08448380779 Call Girls In Civil Lines Women Seeking Men
08448380779 Call Girls In Civil Lines Women Seeking Men08448380779 Call Girls In Civil Lines Women Seeking Men
08448380779 Call Girls In Civil Lines Women Seeking Men
 
The Role of Taxonomy and Ontology in Semantic Layers - Heather Hedden.pdf
The Role of Taxonomy and Ontology in Semantic Layers - Heather Hedden.pdfThe Role of Taxonomy and Ontology in Semantic Layers - Heather Hedden.pdf
The Role of Taxonomy and Ontology in Semantic Layers - Heather Hedden.pdf
 
Raspberry Pi 5: Challenges and Solutions in Bringing up an OpenGL/Vulkan Driv...
Raspberry Pi 5: Challenges and Solutions in Bringing up an OpenGL/Vulkan Driv...Raspberry Pi 5: Challenges and Solutions in Bringing up an OpenGL/Vulkan Driv...
Raspberry Pi 5: Challenges and Solutions in Bringing up an OpenGL/Vulkan Driv...
 
Strategize a Smooth Tenant-to-tenant Migration and Copilot Takeoff
Strategize a Smooth Tenant-to-tenant Migration and Copilot TakeoffStrategize a Smooth Tenant-to-tenant Migration and Copilot Takeoff
Strategize a Smooth Tenant-to-tenant Migration and Copilot Takeoff
 

Randomized algorithms

  • 1. The Power of Randomization
  • 2. Example 1: Checking Equality • Two large files at two different locations. • Are they identical? – By communicating only a small amount of information!
  • 3. Checking Equality The Challenge • Two large numbers N1 and N2 , n bits each • Communication allowed: m<<n bits • Possible?
  • 4. Checking Equality Impossibility • Suppose the communication is based on N1 alone • m<<n, – Two different N1’s will have the same m-bit communication pattern – Switch N2 from one to another (YES->NO)

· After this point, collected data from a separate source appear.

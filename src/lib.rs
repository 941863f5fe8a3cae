//! Encore - Video upload ingestion service
//!
//! Hexagonal Architecture:
//! - domain/: Upload rules, identifiers and the upload event
//! - ports/: Trait definitions (message bus, event processing)
//! - adapters/: Local storage, Redis Streams and in-memory buses, HTTP
//! - application/: Ingest pipeline, event publisher and consumer
//! - config: Environment configuration
//! - shutdown: Ctrl+C / SIGTERM handling for the binaries
//!
//! # Binaries
//! - `encore-server`: HTTP upload endpoints, optionally with an embedded consumer
//! - `encore-consumer`: standalone consumer-group member

pub mod adapters;
pub mod application;
pub mod config;
pub mod domain;
pub mod ports;
pub mod shutdown;

pub use config::Config;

  • 5. Checking Equality Randomized Algorithms • Communicate N1 mod M for some number M • If N1 = N2 then you always get YES • If N1 != N2 then you get YES if M divides N1 - N2
  • 6. Checking Equality Analysis • Probability N1 != N2 but M divides N1 - N2 ? • Probability over what? • M and not N1,N2 • Choose M at random in the range 1..2m
  • 7. Checking Equality Analysis • How many factors does N1 - N2 have? – N1 - N2 <= 2n, so (2n)1/log n • If we choose M randomly in the range 1..2 (2n)1/log n – Probability N1 != N2 but M divides N1 - N2 <= 1/2 – So m is ~ n/log n bits (minor gains)

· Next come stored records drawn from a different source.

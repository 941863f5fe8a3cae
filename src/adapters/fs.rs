use crate::domain::{StoredFile, ValidationError, Validator};
use bytes::Bytes;
use axum::BoxError;
use futures::{Stream, TryStreamExt};
use std::io;
use std::path::{Component, Path, PathBuf};
use thiserror::Error;
use tokio::fs::File;
use tokio::io::{AsyncWriteExt, BufWriter};

#[derive(Debug, Error)]
pub enum StorageError {
    #[error("I/O error: {0}")]
    Io(#[from] io::Error),
    #[error("failed to read upload body: {0}")]
    Stream(String),
    /// The body grew past what the validator accepts
    #[error(transparent)]
    Rejected(#[from] ValidationError),
    #[error("refusing to overwrite {}", .0.display())]
    AlreadyExists(PathBuf),
    #[error("invalid file name: {0}")]
    InvalidName(String),
}

/// Upload directory on the local filesystem.
///
/// Bytes are staged in a hidden `.part` file next to their destination and
/// renamed into place only once complete, so a stored name never refers to a
/// partial file. Staging files are removed when a write fails or is dropped.
#[derive(Debug, Clone)]
pub struct LocalStorage {
    root: PathBuf,
}

impl LocalStorage {
    /// Create the upload directory if needed. Safe to call repeatedly.
    pub async fn init(root: impl Into<PathBuf>) -> io::Result<Self> {
        let root = root.into();
        tokio::fs::create_dir_all(&root).await?;
        Ok(Self { root })
    }

    pub fn path_for(&self, filename: &str) -> PathBuf {
        self.root.join(filename)
    }

    /// Write `stream` to `filename`, aborting as soon as the running byte count
    /// fails `validator`'s size check. Returns after the data is synced to disk.
    pub async fn store<S, E>(
        &self,
        stream: S,
        filename: &str,
        extension: &str,
        validator: &Validator,
    ) -> Result<StoredFile, StorageError>
    where
        S: Stream<Item = Result<Bytes, E>>,
        E: Into<BoxError>,
    {
        check_plain_name(filename)?;

        let staging = tempfile::Builder::new()
            .prefix(".upload-")
            .suffix(".part")
            .tempfile_in(&self.root)?;
        let mut writer = BufWriter::new(File::from_std(staging.as_file().try_clone()?));

        let stream = stream.map_err(|err| StorageError::Stream(err.into().to_string()));
        futures::pin_mut!(stream);

        let mut written: u64 = 0;
        while let Some(chunk) = stream.try_next().await? {
            written += chunk.len() as u64;
            validator.check_size(written)?;
            writer.write_all(&chunk).await?;
        }
        writer.flush().await?;
        writer.get_ref().sync_all().await?;
        drop(writer);

        let path = self.path_for(filename);
        staging.persist_noclobber(&path).map_err(|err| {
            if err.error.kind() == io::ErrorKind::AlreadyExists {
                StorageError::AlreadyExists(path.clone())
            } else {
                StorageError::Io(err.error)
            }
        })?;

        Ok(StoredFile {
            filename: filename.to_string(),
            path,
            size: written,
            extension: extension.to_string(),
        })
    }

    /// Open a stored file for reading. `Ok(None)` when it does not exist.
    pub async fn open(&self, filename: &str) -> Result<Option<(File, u64)>, StorageError> {
        check_plain_name(filename)?;
        let path = self.path_for(filename);
        match File::open(&path).await {
            Ok(file) => {
                let metadata = file.metadata().await?;
                if !metadata.is_file() {
                    return Ok(None);
                }
                Ok(Some((file, metadata.len())))
            }
            Err(err) if err.kind() == io::ErrorKind::NotFound => Ok(None),
            Err(err) => Err(err.into()),
        }
    }
}

/// Accept only a single, visible path component.
fn check_plain_name(filename: &str) -> Result<(), StorageError> {
    let mut components = Path::new(filename).components();
    let plain = matches!(
        (components.next(), components.next()),
        (Some(Component::Normal(_)), None)
    );
    if !plain || filename.starts_with('.') || filename.contains('\\') {
        return Err(StorageError::InvalidName(filename.to_string()));
    }
    Ok(())
}

#[cfg(test)]
mod tests {
    use super::*;
    use futures::stream;
    use std::fs;
    use tempfile::tempdir;

    type E = std::io::Error;

    fn validator() -> Validator {
        Validator::default()
    }

    fn chunks(parts: &[&'static str]) -> impl Stream<Item = Result<Bytes, E>> {
        stream::iter(
            parts
                .iter()
                .map(|p| Ok::<Bytes, E>(Bytes::from_static(p.as_bytes())))
                .collect::<Vec<_>>(),
        )
    }

    fn entries(dir: &Path) -> Vec<String> {
        fs::read_dir(dir)
            .unwrap()
            .filter_map(|e| e.ok())
            .map(|e| e.file_name().to_string_lossy().to_string())
            .collect()
    }

    #[tokio::test]
    async fn test_init_is_idempotent() {
        let temp_dir = tempdir().unwrap();
        let root = temp_dir.path().join("uploads");
        LocalStorage::init(&root).await.unwrap();
        LocalStorage::init(&root).await.unwrap();
        assert!(root.is_dir());
    }

    #[tokio::test]
    async fn test_store_writes_all_chunks() {
        let temp_dir = tempdir().unwrap();
        let storage = LocalStorage::init(temp_dir.path()).await.unwrap();

        let stored = storage
            .store(chunks(&["Hello, ", "world!"]), "abc.mp4", ".mp4", &validator())
            .await
            .unwrap();

        assert_eq!(stored.size, 13);
        assert_eq!(stored.path, temp_dir.path().join("abc.mp4"));
        assert_eq!(fs::read_to_string(&stored.path).unwrap(), "Hello, world!");
        assert_eq!(entries(temp_dir.path()), vec!["abc.mp4".to_string()]);
    }

    #[tokio::test]
    async fn test_store_over_limit_leaves_nothing() {
        let temp_dir = tempdir().unwrap();
        let storage = LocalStorage::init(temp_dir.path()).await.unwrap();

        let no_content = Validator::new([".mp4"], 0);
        let result = storage
            .store(chunks(&["", "12345", "67890"]), "big.mp4", ".mp4", &no_content)
            .await;

        match result {
            Err(StorageError::Rejected(ValidationError::FileTooLarge { actual, limit, .. })) => {
                assert_eq!(actual, 5);
                assert_eq!(limit, 0);
            }
            other => panic!("unexpected result {:?}", other),
        }
        assert!(entries(temp_dir.path()).is_empty());
    }

    #[tokio::test]
    async fn test_store_stream_error_leaves_nothing() {
        let temp_dir = tempdir().unwrap();
        let storage = LocalStorage::init(temp_dir.path()).await.unwrap();

        let failing = stream::iter(vec![
            Ok(Bytes::from_static(b"partial")),
            Err("connection reset"),
        ]);
        let result = storage.store(failing, "cut.mp4", ".mp4", &validator()).await;

        match result {
            Err(StorageError::Stream(message)) => assert_eq!(message, "connection reset"),
            other => panic!("unexpected result {:?}", other),
        }
        assert!(entries(temp_dir.path()).is_empty());
    }

    #[tokio::test]
    async fn test_store_never_overwrites() {
        let temp_dir = tempdir().unwrap();
        let storage = LocalStorage::init(temp_dir.path()).await.unwrap();
        fs::write(temp_dir.path().join("taken.mp4"), b"original").unwrap();

        let result = storage
            .store(chunks(&["replacement"]), "taken.mp4", ".mp4", &validator())
            .await;

        assert!(matches!(result, Err(StorageError::AlreadyExists(_))));
        assert_eq!(
            fs::read(temp_dir.path().join("taken.mp4")).unwrap(),
            b"original"
        );
        assert_eq!(entries(temp_dir.path()), vec!["taken.mp4".to_string()]);
    }

    #[tokio::test]
    async fn test_store_fails_when_directory_is_gone() {
        let temp_dir = tempdir().unwrap();
        let root = temp_dir.path().join("uploads");
        let storage = LocalStorage::init(&root).await.unwrap();
        fs::remove_dir(&root).unwrap();

        let result = storage.store(chunks(&["data"]), "lost.mp4", ".mp4", &validator()).await;

        assert!(matches!(result, Err(StorageError::Io(_))));
        assert!(!root.exists());
    }

    #[tokio::test]
    async fn test_open_existing_and_missing() {
        let temp_dir = tempdir().unwrap();
        let storage = LocalStorage::init(temp_dir.path()).await.unwrap();
        storage
            .store(chunks(&["0123456789"]), "clip.mp4", ".mp4", &validator())
            .await
            .unwrap();

        let (_, len) = storage.open("clip.mp4").await.unwrap().unwrap();
        assert_eq!(len, 10);
        assert!(storage.open("other.mp4").await.unwrap().is_none());
    }

    #[tokio::test]
    async fn test_open_rejects_non_plain_names() {
        let temp_dir = tempdir().unwrap();
        let storage = LocalStorage::init(temp_dir.path()).await.unwrap();

        for name in ["../etc/passwd", "a/b.mp4", "..", ".upload-x.part", "", "/abs.mp4", "a\\b.mp4"] {
            assert!(
                matches!(storage.open(name).await, Err(StorageError::InvalidName(_))),
                "{} should be rejected",
                name
            );
        }
    }
}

  • 8. Checking Equality Use Prime Numbers • How many prime factors does N1 - N2 have? – N1 - N2 <= 2n, so 2n/log n • If we choose M to be a random prime in 1..4n – There are at least 4n/log 4n > 4n/log(4n) primes – Probability N1 != N2 but M divides N1 - N2 <= ~ 1/2 – So m is ~ log n bits (major gains)
  • 9. Checking Equality The Solution • Two large numbers N1 and N2 , n bits each • log n bits of communication – Remainder w.r.t random prime in range 1..4n • Error Prob < 1/2
  • 10. Checking Equality Reducing Error Prob • Repeat k times • Communication is klog n bits • Error prob < (½)k
  • 11. Checking Equality Example Numbers • 10GB file, n=1010 • Desired Error Prob 10-30 • Communication 99 * 33 = 3267 bits = 400 bytes If 10 billion people do 10 billion checks a day, the prob that even one of the checks is erroneous is 1/10 billion
  • 12. Another Example PCA • Fit a line thru 0 to a collection of points so as to maximize sum of squares of projections
  • 13. PCA Random Sampling • Too many points? • Pick a random sample – The fitting line doesn’t change too much?

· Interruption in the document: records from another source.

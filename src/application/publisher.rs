use crate::domain::UploadEvent;
use crate::ports::bus::EventBus;
use std::sync::Arc;
use std::time::Duration;
use tracing::{error, info, warn};

/// Upper bound on a single publish, so a hung broker cannot stall an upload.
pub const PUBLISH_TIMEOUT: Duration = Duration::from_secs(10);

/// Sends upload events to one topic. Failures are reported as `false`, never
/// raised: the file is already stored when publishing happens.
#[derive(Clone)]
pub struct EventPublisher {
    bus: Arc<dyn EventBus>,
    topic: String,
    timeout: Duration,
}

impl EventPublisher {
    pub fn new(bus: Arc<dyn EventBus>, topic: impl Into<String>) -> Self {
        Self {
            bus,
            topic: topic.into(),
            timeout: PUBLISH_TIMEOUT,
        }
    }

    pub fn with_timeout(mut self, timeout: Duration) -> Self {
        self.timeout = timeout;
        self
    }

    pub fn topic(&self) -> &str {
        &self.topic
    }

    pub async fn publish(&self, event: &UploadEvent) -> bool {
        let payload = match event.to_json() {
            Ok(payload) => payload,
            Err(e) => {
                error!(video_id = %event.video_id, error = %e, "failed to serialize upload event");
                return false;
            }
        };

        match tokio::time::timeout(self.timeout, self.bus.send(&self.topic, payload)).await {
            Ok(Ok(message_id)) => {
                info!(
                    video_id = %event.video_id,
                    topic = %self.topic,
                    message_id = %message_id,
                    "upload event published"
                );
                true
            }
            Ok(Err(e)) => {
                warn!(video_id = %event.video_id, topic = %self.topic, error = %e, "upload event not delivered");
                false
            }
            Err(_) => {
                warn!(video_id = %event.video_id, topic = %self.topic, "upload event publish timed out");
                false
            }
        }
    }

    pub async fn is_connected(&self) -> bool {
        self.bus.ping().await
    }

    /// Release the bus connection. Called once at shutdown.
    pub async fn close(&self) {
        self.bus.close().await;
        info!(topic = %self.topic, "event publisher closed");
    }
}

  • 14. PCA Random Sampling • How should you sample here?
  • 15. Puzzle Checking Matrix Products • Given three matrices A and BC, check if A=BC? – mod p for simplicity • Matrices are n*n • Easy to do in n3 time • Can you do better?
  • 16. Puzzle Checking Matrix Products • Given three matrices A and BC, check if A=BC? • Matrices are n*n • Easy to do in n3 time • Can you do better?